START MATERIAL FOR THE TASK

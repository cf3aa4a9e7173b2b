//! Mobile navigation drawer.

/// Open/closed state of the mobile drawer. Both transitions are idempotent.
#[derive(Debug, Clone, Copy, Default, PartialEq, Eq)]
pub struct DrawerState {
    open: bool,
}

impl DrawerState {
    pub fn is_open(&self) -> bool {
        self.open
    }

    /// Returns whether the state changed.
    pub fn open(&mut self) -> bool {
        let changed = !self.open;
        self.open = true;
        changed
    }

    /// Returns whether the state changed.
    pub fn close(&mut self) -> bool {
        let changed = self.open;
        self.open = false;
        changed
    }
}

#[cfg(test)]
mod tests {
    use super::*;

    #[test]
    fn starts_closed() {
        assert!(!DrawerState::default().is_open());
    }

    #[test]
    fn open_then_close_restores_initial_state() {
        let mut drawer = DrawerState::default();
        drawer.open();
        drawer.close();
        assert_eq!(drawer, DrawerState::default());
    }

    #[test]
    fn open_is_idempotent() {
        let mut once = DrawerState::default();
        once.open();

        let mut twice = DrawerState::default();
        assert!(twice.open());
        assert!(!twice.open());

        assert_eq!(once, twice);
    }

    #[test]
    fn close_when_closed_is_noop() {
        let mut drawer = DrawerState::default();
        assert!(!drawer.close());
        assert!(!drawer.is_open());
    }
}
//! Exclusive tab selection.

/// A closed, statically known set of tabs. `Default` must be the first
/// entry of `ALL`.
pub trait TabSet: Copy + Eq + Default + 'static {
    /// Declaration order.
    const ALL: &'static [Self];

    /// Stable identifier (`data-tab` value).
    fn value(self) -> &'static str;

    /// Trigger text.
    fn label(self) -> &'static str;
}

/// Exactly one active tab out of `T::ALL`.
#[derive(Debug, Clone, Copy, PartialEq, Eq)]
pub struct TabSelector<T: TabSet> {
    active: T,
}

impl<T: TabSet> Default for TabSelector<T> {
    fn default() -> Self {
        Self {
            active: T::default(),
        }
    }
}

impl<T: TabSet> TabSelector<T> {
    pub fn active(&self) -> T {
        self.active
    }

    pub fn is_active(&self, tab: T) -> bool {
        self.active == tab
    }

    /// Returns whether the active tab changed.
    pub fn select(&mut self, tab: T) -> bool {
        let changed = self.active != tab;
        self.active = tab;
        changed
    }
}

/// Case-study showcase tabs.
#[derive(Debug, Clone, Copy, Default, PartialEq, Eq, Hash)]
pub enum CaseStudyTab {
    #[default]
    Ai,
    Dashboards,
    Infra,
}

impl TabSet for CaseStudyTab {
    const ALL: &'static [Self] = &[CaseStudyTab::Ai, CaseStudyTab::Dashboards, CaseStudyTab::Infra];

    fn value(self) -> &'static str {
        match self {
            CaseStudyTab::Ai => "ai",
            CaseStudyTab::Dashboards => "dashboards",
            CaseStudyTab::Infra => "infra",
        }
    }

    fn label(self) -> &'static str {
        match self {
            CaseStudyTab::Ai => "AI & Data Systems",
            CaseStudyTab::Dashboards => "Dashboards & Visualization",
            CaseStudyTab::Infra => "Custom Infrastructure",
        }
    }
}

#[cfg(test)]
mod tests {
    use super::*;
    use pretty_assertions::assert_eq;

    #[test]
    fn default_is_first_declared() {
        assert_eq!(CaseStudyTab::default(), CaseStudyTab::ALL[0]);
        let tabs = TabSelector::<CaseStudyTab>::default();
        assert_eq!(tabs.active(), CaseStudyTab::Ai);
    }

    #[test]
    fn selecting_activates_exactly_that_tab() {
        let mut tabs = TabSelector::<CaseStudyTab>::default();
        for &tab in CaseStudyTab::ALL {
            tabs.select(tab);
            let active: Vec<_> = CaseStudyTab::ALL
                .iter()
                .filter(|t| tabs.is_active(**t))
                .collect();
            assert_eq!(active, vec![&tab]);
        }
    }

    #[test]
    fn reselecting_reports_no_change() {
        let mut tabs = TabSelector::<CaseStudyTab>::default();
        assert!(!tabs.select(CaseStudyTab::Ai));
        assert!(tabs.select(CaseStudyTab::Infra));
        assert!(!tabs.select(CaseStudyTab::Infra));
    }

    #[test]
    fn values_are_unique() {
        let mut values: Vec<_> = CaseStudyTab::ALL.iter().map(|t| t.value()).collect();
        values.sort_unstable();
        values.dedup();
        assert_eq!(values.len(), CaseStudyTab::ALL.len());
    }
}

END MATERIAL FOR THE TASK

**PROBLEM DETAILS**
"impl" is the word to look for; copy every line of the data that has it.

**RESULT FOR THIS TASK**
impl DrawerState {
impl<T: TabSet> Default for TabSelector<T> {
impl<T: TabSet> TabSelector<T> {
impl TabSet for CaseStudyTab {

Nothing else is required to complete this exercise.